[TASK OBJECTIVE] Your answer must be the lines of the entries below, exactly as written, from the first line through the line containing "pub enum SkipReason".

[DATA EXTRACT]
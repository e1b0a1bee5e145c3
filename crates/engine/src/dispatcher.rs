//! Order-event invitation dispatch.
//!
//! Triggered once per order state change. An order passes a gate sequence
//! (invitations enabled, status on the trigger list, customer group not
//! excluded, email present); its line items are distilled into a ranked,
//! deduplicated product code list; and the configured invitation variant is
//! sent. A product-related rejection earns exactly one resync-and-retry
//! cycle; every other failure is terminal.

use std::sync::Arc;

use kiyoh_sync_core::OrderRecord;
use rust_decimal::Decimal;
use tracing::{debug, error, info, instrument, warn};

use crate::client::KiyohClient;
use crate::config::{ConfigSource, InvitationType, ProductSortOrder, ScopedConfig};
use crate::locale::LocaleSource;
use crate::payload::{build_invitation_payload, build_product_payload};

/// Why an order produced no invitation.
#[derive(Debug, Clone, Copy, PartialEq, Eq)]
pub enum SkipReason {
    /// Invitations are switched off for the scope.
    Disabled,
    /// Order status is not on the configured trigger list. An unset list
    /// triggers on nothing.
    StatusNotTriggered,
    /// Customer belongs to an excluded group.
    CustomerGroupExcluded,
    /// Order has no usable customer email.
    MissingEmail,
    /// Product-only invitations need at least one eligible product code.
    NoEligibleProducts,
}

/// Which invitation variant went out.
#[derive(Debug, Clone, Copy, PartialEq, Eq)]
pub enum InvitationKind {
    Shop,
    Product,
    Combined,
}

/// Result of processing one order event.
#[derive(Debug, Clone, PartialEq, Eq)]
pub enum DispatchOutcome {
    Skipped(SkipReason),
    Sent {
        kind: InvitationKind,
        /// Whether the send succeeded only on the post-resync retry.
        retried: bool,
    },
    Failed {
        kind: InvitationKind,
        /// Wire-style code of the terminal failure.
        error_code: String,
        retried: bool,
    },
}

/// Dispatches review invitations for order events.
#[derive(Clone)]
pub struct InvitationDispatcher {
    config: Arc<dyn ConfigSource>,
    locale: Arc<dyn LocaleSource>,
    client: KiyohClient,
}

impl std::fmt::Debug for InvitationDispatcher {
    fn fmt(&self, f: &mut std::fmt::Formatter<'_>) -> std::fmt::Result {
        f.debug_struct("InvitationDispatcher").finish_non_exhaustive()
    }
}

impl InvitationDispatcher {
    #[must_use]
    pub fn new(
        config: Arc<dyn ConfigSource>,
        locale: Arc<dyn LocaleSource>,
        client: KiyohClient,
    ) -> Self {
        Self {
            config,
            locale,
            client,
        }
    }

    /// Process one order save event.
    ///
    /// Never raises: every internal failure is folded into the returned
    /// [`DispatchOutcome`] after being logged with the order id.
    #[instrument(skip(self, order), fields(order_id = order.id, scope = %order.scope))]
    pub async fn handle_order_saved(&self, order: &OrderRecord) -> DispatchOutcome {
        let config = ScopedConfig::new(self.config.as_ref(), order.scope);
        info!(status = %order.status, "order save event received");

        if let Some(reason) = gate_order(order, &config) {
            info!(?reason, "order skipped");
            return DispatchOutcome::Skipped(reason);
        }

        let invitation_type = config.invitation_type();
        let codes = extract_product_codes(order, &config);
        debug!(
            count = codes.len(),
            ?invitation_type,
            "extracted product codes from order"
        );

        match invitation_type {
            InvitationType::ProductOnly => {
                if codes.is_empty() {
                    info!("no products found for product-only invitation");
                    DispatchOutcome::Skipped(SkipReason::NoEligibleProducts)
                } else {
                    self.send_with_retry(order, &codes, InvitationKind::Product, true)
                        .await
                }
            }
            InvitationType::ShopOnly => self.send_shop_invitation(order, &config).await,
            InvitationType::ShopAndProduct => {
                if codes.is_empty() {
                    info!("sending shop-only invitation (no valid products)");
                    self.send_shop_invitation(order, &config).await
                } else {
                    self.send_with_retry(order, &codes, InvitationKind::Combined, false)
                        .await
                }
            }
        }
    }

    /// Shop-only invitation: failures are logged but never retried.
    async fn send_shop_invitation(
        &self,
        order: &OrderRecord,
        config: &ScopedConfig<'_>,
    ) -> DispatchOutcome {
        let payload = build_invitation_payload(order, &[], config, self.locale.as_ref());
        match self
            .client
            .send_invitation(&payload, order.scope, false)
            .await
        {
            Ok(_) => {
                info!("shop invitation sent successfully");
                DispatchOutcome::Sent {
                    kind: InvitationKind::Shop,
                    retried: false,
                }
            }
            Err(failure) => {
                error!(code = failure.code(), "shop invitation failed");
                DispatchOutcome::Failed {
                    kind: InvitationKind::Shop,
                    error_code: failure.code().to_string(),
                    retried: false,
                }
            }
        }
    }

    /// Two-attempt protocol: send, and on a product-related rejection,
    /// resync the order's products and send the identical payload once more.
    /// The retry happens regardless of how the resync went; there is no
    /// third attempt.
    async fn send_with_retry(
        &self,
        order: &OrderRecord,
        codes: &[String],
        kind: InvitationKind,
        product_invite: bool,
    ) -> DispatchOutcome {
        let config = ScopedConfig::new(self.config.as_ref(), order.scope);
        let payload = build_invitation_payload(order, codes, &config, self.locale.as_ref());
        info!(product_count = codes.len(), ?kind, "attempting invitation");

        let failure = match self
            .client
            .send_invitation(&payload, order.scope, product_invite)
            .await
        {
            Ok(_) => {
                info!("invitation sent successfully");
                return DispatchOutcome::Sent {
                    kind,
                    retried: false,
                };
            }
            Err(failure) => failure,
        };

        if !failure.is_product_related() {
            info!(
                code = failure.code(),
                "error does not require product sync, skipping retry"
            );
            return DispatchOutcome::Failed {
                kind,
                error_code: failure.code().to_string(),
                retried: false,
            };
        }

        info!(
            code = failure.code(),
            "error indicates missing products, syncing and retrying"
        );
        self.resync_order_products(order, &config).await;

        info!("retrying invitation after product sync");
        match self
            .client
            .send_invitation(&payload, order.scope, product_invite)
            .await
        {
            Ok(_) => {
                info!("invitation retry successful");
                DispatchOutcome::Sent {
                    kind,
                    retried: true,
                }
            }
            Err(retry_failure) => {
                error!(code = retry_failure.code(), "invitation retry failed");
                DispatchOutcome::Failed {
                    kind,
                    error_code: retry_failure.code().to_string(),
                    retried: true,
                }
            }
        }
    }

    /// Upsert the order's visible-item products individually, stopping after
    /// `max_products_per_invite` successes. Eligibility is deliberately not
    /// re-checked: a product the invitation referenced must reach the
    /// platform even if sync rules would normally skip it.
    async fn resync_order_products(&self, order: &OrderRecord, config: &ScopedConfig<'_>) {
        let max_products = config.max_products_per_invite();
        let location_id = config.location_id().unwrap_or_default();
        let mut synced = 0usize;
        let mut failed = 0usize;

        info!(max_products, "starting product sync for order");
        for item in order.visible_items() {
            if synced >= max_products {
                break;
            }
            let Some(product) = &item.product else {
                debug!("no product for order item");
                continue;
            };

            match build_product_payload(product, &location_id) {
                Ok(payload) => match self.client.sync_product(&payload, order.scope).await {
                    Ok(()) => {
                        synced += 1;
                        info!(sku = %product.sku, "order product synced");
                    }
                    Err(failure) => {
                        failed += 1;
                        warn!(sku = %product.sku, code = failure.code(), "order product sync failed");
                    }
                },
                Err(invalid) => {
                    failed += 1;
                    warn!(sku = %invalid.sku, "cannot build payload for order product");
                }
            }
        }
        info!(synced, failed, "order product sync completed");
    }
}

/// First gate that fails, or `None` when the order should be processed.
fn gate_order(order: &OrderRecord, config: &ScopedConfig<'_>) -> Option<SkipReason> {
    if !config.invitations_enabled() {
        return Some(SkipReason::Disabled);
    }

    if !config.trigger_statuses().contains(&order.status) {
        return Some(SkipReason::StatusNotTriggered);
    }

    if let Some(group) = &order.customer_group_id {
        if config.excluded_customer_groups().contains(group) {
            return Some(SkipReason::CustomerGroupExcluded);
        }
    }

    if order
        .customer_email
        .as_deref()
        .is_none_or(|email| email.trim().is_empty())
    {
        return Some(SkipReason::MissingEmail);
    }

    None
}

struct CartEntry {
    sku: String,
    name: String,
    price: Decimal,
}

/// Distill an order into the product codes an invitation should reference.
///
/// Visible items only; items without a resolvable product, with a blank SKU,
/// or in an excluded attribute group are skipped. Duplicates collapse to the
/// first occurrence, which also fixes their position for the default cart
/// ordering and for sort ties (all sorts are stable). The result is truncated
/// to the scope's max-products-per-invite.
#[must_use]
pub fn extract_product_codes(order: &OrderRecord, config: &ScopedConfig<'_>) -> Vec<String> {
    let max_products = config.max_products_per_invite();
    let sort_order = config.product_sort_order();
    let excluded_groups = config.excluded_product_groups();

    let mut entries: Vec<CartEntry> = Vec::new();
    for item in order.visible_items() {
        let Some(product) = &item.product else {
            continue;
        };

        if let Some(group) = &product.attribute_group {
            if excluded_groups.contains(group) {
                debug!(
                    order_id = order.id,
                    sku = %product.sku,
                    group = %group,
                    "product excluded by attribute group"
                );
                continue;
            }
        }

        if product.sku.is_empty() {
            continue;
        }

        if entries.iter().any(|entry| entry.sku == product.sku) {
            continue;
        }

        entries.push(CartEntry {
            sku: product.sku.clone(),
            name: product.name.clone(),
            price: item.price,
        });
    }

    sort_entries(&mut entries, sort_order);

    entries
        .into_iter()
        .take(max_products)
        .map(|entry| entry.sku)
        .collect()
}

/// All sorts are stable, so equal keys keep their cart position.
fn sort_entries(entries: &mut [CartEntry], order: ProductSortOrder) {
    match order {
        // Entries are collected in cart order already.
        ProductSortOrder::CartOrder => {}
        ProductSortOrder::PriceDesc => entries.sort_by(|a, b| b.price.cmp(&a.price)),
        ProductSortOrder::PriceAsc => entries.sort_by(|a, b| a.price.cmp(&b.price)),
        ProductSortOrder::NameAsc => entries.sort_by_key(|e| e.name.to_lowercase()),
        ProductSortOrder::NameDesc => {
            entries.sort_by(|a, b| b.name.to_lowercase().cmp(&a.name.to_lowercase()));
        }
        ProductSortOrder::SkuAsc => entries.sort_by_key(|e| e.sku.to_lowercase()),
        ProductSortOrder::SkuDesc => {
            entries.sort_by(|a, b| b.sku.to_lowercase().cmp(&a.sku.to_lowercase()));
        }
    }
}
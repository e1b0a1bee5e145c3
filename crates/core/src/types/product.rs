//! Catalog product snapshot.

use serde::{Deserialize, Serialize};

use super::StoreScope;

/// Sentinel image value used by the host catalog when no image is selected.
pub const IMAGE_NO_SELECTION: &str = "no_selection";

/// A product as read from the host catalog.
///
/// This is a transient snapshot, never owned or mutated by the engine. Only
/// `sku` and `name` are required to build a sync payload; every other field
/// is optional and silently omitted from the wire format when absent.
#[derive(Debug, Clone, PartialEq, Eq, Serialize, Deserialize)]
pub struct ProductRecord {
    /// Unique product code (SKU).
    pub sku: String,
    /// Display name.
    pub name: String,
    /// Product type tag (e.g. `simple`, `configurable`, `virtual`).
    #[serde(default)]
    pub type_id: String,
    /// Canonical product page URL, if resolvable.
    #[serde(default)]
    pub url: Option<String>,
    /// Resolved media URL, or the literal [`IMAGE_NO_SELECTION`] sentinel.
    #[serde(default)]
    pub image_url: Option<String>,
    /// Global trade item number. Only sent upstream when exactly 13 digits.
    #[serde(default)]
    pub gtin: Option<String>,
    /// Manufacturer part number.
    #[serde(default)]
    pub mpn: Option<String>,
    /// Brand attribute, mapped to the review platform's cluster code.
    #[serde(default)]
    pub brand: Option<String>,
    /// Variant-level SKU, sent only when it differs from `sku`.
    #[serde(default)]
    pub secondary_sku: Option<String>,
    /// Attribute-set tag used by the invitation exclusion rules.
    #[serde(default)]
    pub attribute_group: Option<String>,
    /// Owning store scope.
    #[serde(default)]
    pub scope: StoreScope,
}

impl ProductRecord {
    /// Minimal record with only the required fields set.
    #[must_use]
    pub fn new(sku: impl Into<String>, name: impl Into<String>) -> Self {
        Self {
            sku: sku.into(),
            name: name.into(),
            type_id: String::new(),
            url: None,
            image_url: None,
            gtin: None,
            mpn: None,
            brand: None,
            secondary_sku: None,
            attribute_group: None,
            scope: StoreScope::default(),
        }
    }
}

[ANSWER SPACE]
repository e1b0a1bee5e145c3
filename crates/engine/src/dispatcher.rs
//! Order-event invitation dispatch.
//!
//! Triggered once per order state change. An order passes a gate sequence
//! (invitations enabled, status on the trigger list, customer group not
//! excluded, email present); its line items are distilled into a ranked,
//! deduplicated product code list; and the configured invitation variant is
//! sent. A product-related rejection earns exactly one resync-and-retry
//! cycle; every other failure is terminal.

use std::sync::Arc;

use kiyoh_sync_core::OrderRecord;
use rust_decimal::Decimal;
use tracing::{debug, error, info, instrument, warn};

use crate::client::KiyohClient;
use crate::config::{ConfigSource, InvitationType, ProductSortOrder, ScopedConfig};
use crate::locale::LocaleSource;
use crate::payload::{build_invitation_payload, build_product_payload};

/// Why an order produced no invitation.
#[derive(Debug, Clone, Copy, PartialEq, Eq)]
pub enum SkipReason {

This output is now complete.